A porcentagem de trabalhadores com representação sindical caiu de quase 40% na década de 1950 para cerca de 7% atualmente. Em paralelo com a queda da taxa de sindicalização, pioraram praticamente todos os indicadores de justiça social: salários reais, distribuição de renda, qualidade da escola pública etc.
Cerca de 40% dos trabalhadores americanos não têm um único dia de folga remunerada, seja por doença, férias ou a título de licença maternidade.
Como a Folha noticiou em 22 de setembro no texto "Desigualdade derruba chance de ascensão social nos EUA", o país já foi considerado a terra das oportunidades, mas a crescente desigualdade social tem alterado o quadro de expectativas. É cada vez mais difícil para o cidadão comum participar da realização do sonho americano -esta situação decepcionante é resultado direto da crise dos direitos trabalhistas.
Justamente quando o Brasil melhora os padrões para todos e retira 30 milhões de pessoas da pobreza, os EUA caminham na direção oposta. A legislação trabalhista brasileira tem contribuído para a melhoria de vida de milhões de famílias, e nossa economia também se beneficia.
O que nos preocupa é se a crise dos direitos trabalhistas nos Estados Unidos vier a contaminar o Brasil.

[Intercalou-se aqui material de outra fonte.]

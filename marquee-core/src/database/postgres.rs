use std::fmt;
use std::time::Duration;

use sqlx::PgPool;
use sqlx::postgres::PgPoolOptions;
use tracing::info;

use crate::database::infrastructure::postgres::{
    PostgresCatalogRepository, PostgresWatchProgressRepository,
};
use crate::error::{MediaError, Result};

/// Statistics about the connection pool
#[derive(Debug, Clone)]
pub struct PoolStats {
    pub size: u32,
    pub idle: u32,
    pub max_size: u32,
    pub min_idle: u32,
}

#[derive(Clone)]
pub struct PostgresDatabase {
    pool: PgPool,
    max_connections: u32,
    min_connections: u32,
    catalog: PostgresCatalogRepository,
    watch_progress: PostgresWatchProgressRepository,
}

impl fmt::Debug for PostgresDatabase {
    fn fmt(&self, f: &mut fmt::Formatter<'_>) -> fmt::Result {
        f.debug_struct("PostgresDatabase")
            .field("pool_size", &self.pool.size())
            .field("idle_connections", &self.pool.num_idle())
            .field("max_connections", &self.max_connections)
            .field("min_connections", &self.min_connections)
            .finish()
    }
}

impl PostgresDatabase {
    pub async fn new(
        connection_string: &str,
        max_connections: u32,
        min_connections: u32,
    ) -> Result<Self> {
        let pool = PgPoolOptions::new()
            .max_connections(max_connections)
            .min_connections(min_connections.min(max_connections))
            .acquire_timeout(Duration::from_secs(30))
            .max_lifetime(Duration::from_secs(1800))
            .idle_timeout(Duration::from_secs(600))
            .test_before_acquire(true)
            .connect(connection_string)
            .await
            .map_err(|e| {
                MediaError::Internal(format!("Database connection failed: {e}"))
            })?;

        info!(
            "Database pool initialized with max_connections={}, min_connections={}",
            max_connections, min_connections
        );

        Ok(Self::with_limits(pool, max_connections, min_connections))
    }

    /// Create a PostgresDatabase from an existing pool (mainly for testing)
    pub fn from_pool(pool: PgPool) -> Self {
        Self::with_limits(pool, 20, 5)
    }

    fn with_limits(pool: PgPool, max_connections: u32, min_connections: u32) -> Self {
        Self {
            catalog: PostgresCatalogRepository::new(pool.clone()),
            watch_progress: PostgresWatchProgressRepository::new(pool.clone()),
            pool,
            max_connections,
            min_connections,
        }
    }

    pub fn pool(&self) -> &PgPool {
        &self.pool
    }

    pub(crate) fn catalog_repository(&self) -> &PostgresCatalogRepository {
        &self.catalog
    }

    pub(crate) fn watch_progress_repository(
        &self,
    ) -> &PostgresWatchProgressRepository {
        &self.watch_progress
    }

    pub fn pool_stats(&self) -> PoolStats {
        PoolStats {
            size: self.pool.size(),
            idle: self.pool.num_idle() as u32,
            max_size: self.max_connections,
            min_idle: self.min_connections,
        }
    }

    /// Apply pending migrations.
    pub async fn initialize_schema(&self) -> Result<()> {
        crate::MIGRATOR.run(&self.pool).await.map_err(|e| {
            MediaError::Internal(format!("Migration failed: {e}"))
        })?;

        info!("Database schema is up to date");
        Ok(())
    }
}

Ouvimos o empresariado multinacional reclamar do alto custo de fazer negócios no Brasil, do tal "custo Brasil", que inclui os direitos trabalhistas. À medida que o Brasil se torna mais integrado à economia global, o empresariado multinacional pressionará para que o país fique mais parecido com os Estados Unidos no que concerne à sonegação de direitos trabalhistas.
Um exemplo da crise dos direitos trabalhistas nos Estados Unidos é o Walmart, maior empregador do
país, com mais de 1 milhão de funcionários. Mas nem um único destes trabalhadores é representado por um sindicato.

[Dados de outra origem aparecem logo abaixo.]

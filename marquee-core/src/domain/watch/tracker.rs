use std::{fmt, sync::Arc};

use chrono::Utc;
use tracing::{debug, info, warn};

use marquee_model::{
    DEFAULT_COMPLETION_THRESHOLD, EpisodeRef, MovieID, ProgressRecord, UserID,
    ViewCountMode,
};

use crate::api_types::{MarkCompleteRequest, ReportProgressRequest};
use crate::application::unit_of_work::AppUnitOfWork;
use crate::database::ports::watch_progress::{
    CompletionWrite, ProgressOutcome, ProgressWrite,
};
use crate::domain::watch::{ContentResolver, ViewAggregator};
use crate::error::{MediaError, Result};

/// Default page size of the continue-watching listing
pub const DEFAULT_CONTINUE_WATCHING_LIMIT: usize = 20;

/// Tunables for progress tracking
#[derive(Debug, Clone, Copy, PartialEq)]
pub struct TrackerSettings {
    /// Watch percentage at which a record latches into completed
    pub completion_threshold: f64,
    pub view_count_mode: ViewCountMode,
    pub continue_watching_limit: usize,
}

impl Default for TrackerSettings {
    fn default() -> Self {
        Self {
            completion_threshold: DEFAULT_COMPLETION_THRESHOLD,
            view_count_mode: ViewCountMode::default(),
            continue_watching_limit: DEFAULT_CONTINUE_WATCHING_LIMIT,
        }
    }
}

/// Applies playback reports to progress records.
///
/// Each write goes through the store as one atomic operation. When a write
/// flips a record into the completed state, the owning movie's view count is
/// recomputed; a failure there is logged and never fails the report.
#[derive(Clone)]
pub struct ProgressTracker {
    unit_of_work: Arc<AppUnitOfWork>,
    resolver: ContentResolver,
    aggregator: ViewAggregator,
    settings: TrackerSettings,
}

impl fmt::Debug for ProgressTracker {
    fn fmt(&self, f: &mut fmt::Formatter<'_>) -> fmt::Result {
        f.debug_struct("ProgressTracker")
            .field("unit_of_work", &self.unit_of_work)
            .field("settings", &self.settings)
            .finish()
    }
}

impl ProgressTracker {
    pub fn new(unit_of_work: Arc<AppUnitOfWork>, settings: TrackerSettings) -> Self {
        Self {
            resolver: ContentResolver::new(Arc::clone(&unit_of_work.catalog)),
            aggregator: ViewAggregator::new(
                Arc::clone(&unit_of_work),
                settings.view_count_mode,
            ),
            unit_of_work,
            settings,
        }
    }

    pub fn settings(&self) -> &TrackerSettings {
        &self.settings
    }

    pub fn resolver(&self) -> &ContentResolver {
        &self.resolver
    }

    pub fn aggregator(&self) -> &ViewAggregator {
        &self.aggregator
    }

    /// Record a playback position for `content_id`.
    pub async fn report_progress(
        &self,
        request: &ReportProgressRequest,
    ) -> Result<ProgressRecord> {
        validate_seconds("current_time", request.current_time)?;
        if let Some(duration) = request.duration {
            validate_seconds("duration", duration)?;
        }

        let target = self
            .resolver
            .resolve(request.content_id, request.duration)
            .await?;

        let write = ProgressWrite {
            user_id: request.user_id,
            episode_id: target.episode_id,
            current_time: request.current_time,
            duration: target.duration.max(0.0),
            force_complete: request.force_complete,
            completion_threshold: self.settings.completion_threshold,
            now: Utc::now(),
        };
        let outcome = self.unit_of_work.watch_progress.apply_report(&write).await?;

        debug!(
            user_id = %request.user_id,
            episode_id = %target.episode_id,
            current_time = outcome.record.current_time,
            watch_percentage = outcome.record.watch_percentage,
            created = outcome.transition.created,
            "Applied progress report"
        );

        self.after_write(&target, outcome).await
    }

    /// Re-check completion for `content_id` without moving the position.
    ///
    /// With `force_complete` the record latches unconditionally; otherwise it
    /// latches only if the stored position already meets the threshold.
    pub async fn mark_complete_if_eligible(
        &self,
        request: &MarkCompleteRequest,
    ) -> Result<ProgressRecord> {
        let target = self.resolver.resolve(request.content_id, None).await?;

        let write = CompletionWrite {
            user_id: request.user_id,
            episode_id: target.episode_id,
            duration: target.duration.max(0.0),
            force_complete: request.force_complete,
            completion_threshold: self.settings.completion_threshold,
            now: Utc::now(),
        };
        let outcome = self
            .unit_of_work
            .watch_progress
            .apply_completion(&write)
            .await?;

        self.after_write(&target, outcome).await
    }

    /// Every progress record of a user, most recently watched first
    pub async fn list_progress(&self, user_id: UserID) -> Result<Vec<ProgressRecord>> {
        self.unit_of_work.watch_progress.list_for_user(user_id).await
    }

    /// Started but unfinished items, most recently watched first
    pub async fn continue_watching(
        &self,
        user_id: UserID,
        limit: Option<usize>,
    ) -> Result<Vec<ProgressRecord>> {
        let limit = limit
            .filter(|limit| *limit > 0)
            .unwrap_or(self.settings.continue_watching_limit);
        self.unit_of_work
            .watch_progress
            .list_in_progress(user_id, limit)
            .await
    }

    async fn after_write(
        &self,
        target: &EpisodeRef,
        outcome: ProgressOutcome,
    ) -> Result<ProgressRecord> {
        if outcome.transition.completed_now {
            info!(
                user_id = %outcome.record.user_id,
                episode_id = %target.episode_id,
                movie_id = %target.movie_id,
                "Progress record completed"
            );
            self.refresh_view_count(target.movie_id).await;
        }

        Ok(outcome.record)
    }

    async fn refresh_view_count(&self, movie_id: MovieID) {
        if let Err(e) = self.aggregator.recompute_view_count(movie_id).await {
            warn!(
                movie_id = %movie_id,
                error = %e,
                "View count recomputation failed; record kept"
            );
        }
    }
}

fn validate_seconds(field: &str, value: f64) -> Result<()> {
    if !value.is_finite() {
        return Err(MediaError::InvalidProgress(format!(
            "{field} must be a finite number"
        )));
    }
    if value < 0.0 {
        return Err(MediaError::InvalidProgress(format!(
            "{field} must not be negative, got {value}"
        )));
    }
    Ok(())
}

#[cfg(test)]
mod tests {
    use super::*;

    #[test]
    fn seconds_validation_rejects_negative_and_non_finite() {
        assert!(validate_seconds("current_time", 0.0).is_ok());
        assert!(validate_seconds("current_time", 12.5).is_ok());
        assert!(validate_seconds("current_time", -1.0).is_err());
        assert!(validate_seconds("duration", f64::NAN).is_err());
        assert!(validate_seconds("duration", f64::INFINITY).is_err());
    }
}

A Nissan é outro exemplo, como a Folha noticiou. Os trabalhadores da Nissan nos Estados Unidos não têm representação sindical ou negociação coletiva. A Nissan disse à reportagem da Folha que paga salários competitivos, mas os funcionários da Nissan disseram que estavam sem reajuste desde 2008 e que muitos deles são trabalhadores temporários sem qualquer garantia ou estabilidade no emprego.
A crise dos direitos trabalhistas nos Estados Unidos tem sido impulsionada por empresas multinacionais que se valem da legislação trabalhista fraca para combater a sindicalização. A situação é particularmente alarmante na indústria automotiva. A indústria automotiva americana já foi 100% sindicalizada; hoje, a taxa é de 50%.
E empresas multinacionais como a Nissan são responsáveis por este declínio. À Folha, a empresa diz não enxergar a necessidade de um sindicato. Nossa crença é que a decisão de ter ou não ter um sindicato deveria ser dos trabalhadores.
A Nissan, aliás, tem planos incríveis de crescimento no Brasil, está construindo uma unidade fabril nova em Resende, Estado do Rio de Janeiro. A nosso ver, para ter ainda mais êxito aqui, ela precisa ser vista pela sociedade brasileira como uma empresa que respeita os direitos dos trabalhadores em todos os países do mundo.